Carol is meticulous about it; it is either that, or letting herself be submerged by the primal need to wrap her arms around Zosia's waist and shove her face into her drying hair. She squirts the sunscreen in one beat, hovers above her back on the next one, and bites two indents into her bottom lip when her palms make contact with sun-kissed skin.
(The last person whose skin she properly touched was her wife's dead body. It wasn't entirely cold, the last drops of life drying in her veins. It wasn’t warm like Zosia.)
Zosia sighs, bares her neck when Carol swipes across her shoulders, flexes her fingers in empty air when Carol follows the silent order, if only to remember this body is alive even if its mind is disconnected from the flesh parting under her thumbs. This is a body that breathes; it exhales when Carol pulls away with shaky hands, inhales when she fails to control her strength and sinks a nail into a rib. This is a body Carol has hurt, a body Carol watched heal. A body that left, and came back to her. A body inhabited by a spirit that feels somewhat familiar; not entirely human, never quite anything else.
The lotion sticks to her palms, skin sticks to the lotion. Zosia shines, two uneven marks left by the straps of her swimwear breaking through the unblemished picture, joined by a lighter patch of ridged skin Carol has placed there, right under her flesh, a dead scar Zosia's back will forever carry. Her chest presses into the lounger, and Carol bites her lips absent-mindedly when Zosia appears to bare herself further for the sun, shifting to the side.
"Is that-" Carol brushes her hands together, wipes the last of the lotion, "-is that good?"
"Yes," Zosia says, voice muffled by her towel, deeper than Carol would remember, would she be capable of remembering anything. "Very good, Carol. Thank you."

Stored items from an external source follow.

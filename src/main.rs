use anyhow::{Context, Result};
use clap::Parser;
use colored::*;
use std::sync::Arc;
use tracing::{debug, info};
use url::Url;

use page_mirror::config::{Settings, SnapshotConfig};
use page_mirror::downloader::{decode_html, ResourceFetcher};
use page_mirror::{MirrorCommand, SnapshotJob, TerminalProgress, TextJob};

#[tokio::main]
async fn main() -> Result<()> {
    let args = MirrorCommand::parse();

    let filter = tracing_subscriber::EnvFilter::try_from_default_env()
        .unwrap_or_else(|_| tracing_subscriber::EnvFilter::new(args.default_log_level()));
    tracing_subscriber::fmt().with_env_filter(filter).init();
    debug!(?args, "CLI arguments parsed");

    let mut settings = match &args.config {
        Some(path) => Settings::from_json_file(path)?,
        None => Settings::default(),
    };
    args.apply_to(&mut settings);
    settings.validate()?;

    let html = match &args.input {
        Some(path) => {
            let bytes = std::fs::read(path)
                .with_context(|| format!("Failed to read input file: {:?}", path))?;
            decode_html(&bytes, None)
        }
        None => fetch_page(&args.url, &settings.snapshot).await?,
    };

    println!("🚀 Mirroring: {}", args.url.blue());
    println!("📁 Output directory: {:?}", args.output_dir);

    if args.wants_snapshot() {
        let progress = Arc::new(TerminalProgress::new());
        let report = SnapshotJob::new(&args.url, &args.output_dir, settings.snapshot.clone())?
            .with_progress(progress.clone())
            .run(&html)
            .await?;
        progress.finish();

        println!(
            "✅ Saved {} ({} resources, {} from cache)",
            report.entry_path.display().to_string().green(),
            report.resources.len(),
            report.cache_hits
        );
        for failure in &report.failures {
            eprintln!("⚠️  {} {}: {}", failure.category, failure.source.yellow(), failure.error);
        }
    }

    if args.wants_text() {
        let progress = Arc::new(TerminalProgress::new());
        let report = TextJob::new(
            &args.url,
            &args.output_dir,
            settings.text.clone(),
            settings.snapshot.clone(),
        )?
        .with_progress(progress.clone())
        .run(&html)
        .await?;
        progress.finish();

        println!(
            "📝 Text saved to {} ({} elements)",
            report.output_path.display().to_string().green(),
            report.elements
        );
    }

    Ok(())
}

async fn fetch_page(url: &str, config: &SnapshotConfig) -> Result<String> {
    let url = Url::parse(url).with_context(|| format!("Invalid URL: {url}"))?;
    info!(%url, "fetching page");
    let body = ResourceFetcher::new(config)?
        .fetch_direct(&url)
        .await
        .into_result(url.as_str())
        .with_context(|| format!("Failed to fetch {url}"))?;
    Ok(decode_html(&body.bytes, body.content_type.as_deref()))
}
#![allow(dead_code)]

use chokepoint::graph::model::Graph;
use chokepoint::graph::{build_graph, parse_dataset};
use chokepoint::{EngineConfig, GraphSession};
use eframe::egui::Vec2;
use serde_json::{Value, json};

/// Builder for small hierarchy datasets in the loader's JSON shape.
#[derive(Default)]
pub struct Fixture {
    nodes: Vec<Value>,
    edges: Vec<Value>,
    overrides: Vec<Value>,
}

impl Fixture {
    pub fn new() -> Self {
        Self::default()
    }

    /// One L1 anchor, `subsystems` L2 nodes under it and `leaves` L3 nodes under each L2.
    pub fn domain(mut self, key: &str, subsystems: usize, leaves: usize) -> Self {
        let anchor = format!("n_l1_{key}");
        self.nodes.push(json!({
            "id": anchor,
            "label": format!("{key} root"),
            "node_type": "L1",
        }));
        for sub in 0..subsystems {
            let subsystem = format!("n_l2_{key}_unit{sub}");
            self.nodes.push(json!({
                "id": subsystem,
                "label": format!("{key} unit {sub}"),
                "node_type": "L2",
                "domain": key,
                "parent_id": anchor,
            }));
            self.edge(&anchor, &subsystem, "decomposes_to");
            for leaf in 0..leaves {
                let part = format!("n_l3_{key}_unit{sub}_part{leaf}");
                self.nodes.push(json!({
                    "id": part,
                    "label": format!("part {sub}.{leaf}"),
                    "node_type": "L3",
                    "domain": key,
                    "parent_id": subsystem,
                }));
                self.edge(&subsystem, &part, "decomposes_to");
            }
        }
        self
    }

    /// One L2 with an L3 per score; each score is an authoritative override.
    pub fn scored_leaves(mut self, key: &str, scores: &[u8]) -> Self {
        let anchor = format!("n_l1_{key}");
        let subsystem = format!("n_l2_{key}_scored");
        self.nodes.push(json!({ "id": anchor, "node_type": "L1" }));
        self.nodes.push(json!({
            "id": subsystem,
            "node_type": "L2",
            "domain": key,
            "parent_id": anchor,
        }));
        self.edge(&anchor, &subsystem, "decomposes_to");
        for (index, score) in scores.iter().enumerate() {
            let part = format!("n_l3_{key}_leaf{index}");
            self.nodes.push(json!({
                "id": part,
                "node_type": "L3",
                "domain": key,
                "parent_id": subsystem,
            }));
            self.edge(&subsystem, &part, "decomposes_to");
            self.overrides.push(json!({ "node_id": part, "score": score }));
        }
        self
    }

    pub fn company(mut self, id: &str, supplies: &[&str]) -> Self {
        self.nodes.push(json!({ "id": id, "label": id, "node_type": "company" }));
        for target in supplies {
            self.edge(target, id, "supplied_by");
        }
        self
    }

    pub fn node(mut self, node: Value) -> Self {
        self.nodes.push(node);
        self
    }

    pub fn link(mut self, source: &str, target: &str, relation: &str) -> Self {
        self.edge(source, target, relation);
        self
    }

    fn edge(&mut self, source: &str, target: &str, relation: &str) {
        self.edges.push(json!({
            "source": source,
            "target": target,
            "relation_type": relation,
        }));
    }

    pub fn json(&self) -> String {
        json!({
            "nodes": self.nodes,
            "edges": self.edges,
            "tightness_overrides": self.overrides,
        })
        .to_string()
    }

    pub fn graph(&self) -> Graph {
        let dataset = parse_dataset(&self.json()).expect("fixture parses");
        build_graph(&dataset, &EngineConfig::default())
    }

    pub fn session(&self, viewport: Vec2) -> GraphSession {
        GraphSession::new(self.graph(), EngineConfig::default(), viewport)
            .expect("initial layout succeeds")
    }
}

/// Three curated domains, one company and a couple of cross-domain dependencies.
pub fn standard() -> Fixture {
    Fixture::new()
        .domain("propulsion", 2, 3)
        .domain("energy_storage", 2, 2)
        .domain("airframe", 3, 2)
        .company("acme_motors", &["n_l3_propulsion_unit0_part0", "n_l3_propulsion_unit1_part1"])
        .link(
            "n_l3_propulsion_unit0_part1",
            "n_l3_energy_storage_unit0_part0",
            "depends_on",
        )
        .link("n_l2_airframe_unit0", "n_l2_propulsion_unit1", "depends_on")
}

(And Zosia keeps saying her name like that. Hello, Carol. Thank you, Carol. Of course, Carol. What must she do to get a Please, Carol, again?)
"Great. Well, there you go. No sunburn for you, hopefully."
Zosia shifts, and the earth moves with her back, new mountain chains piercing through the ground. She presses her other cheek to the lounger and blinks slowly at her. Like a cat. Cats were Helen's thing, but she's sure the slow blinking meant something positive. Thank you for feeding me the same wet food every day during my past three lives, it must say. Or something.
"Can we do something for you, Carol?"
Flushed cheeks, soft lines. Carol wonders if she could come up with an excuse to hold Zosia's face between her palms, press her face to her chest, pull a thigh around her back, trace the white lines on her shoulders with her lips. Remembers she probably doesn't need one, that Zosia would do anything she asks, give her everything she requests - perhaps even what she does not.
"Nope," Carol gulps down the temptation to ask anyway. "I'll be out of your hair."
-
Zosia lingers.
In the casino grand hall, a velvet suit dancing with her steps. Over the horizon, head encircled by an orange sun. On that same lounger, right before Carol hurries away, right before she can ask for sunscreen again.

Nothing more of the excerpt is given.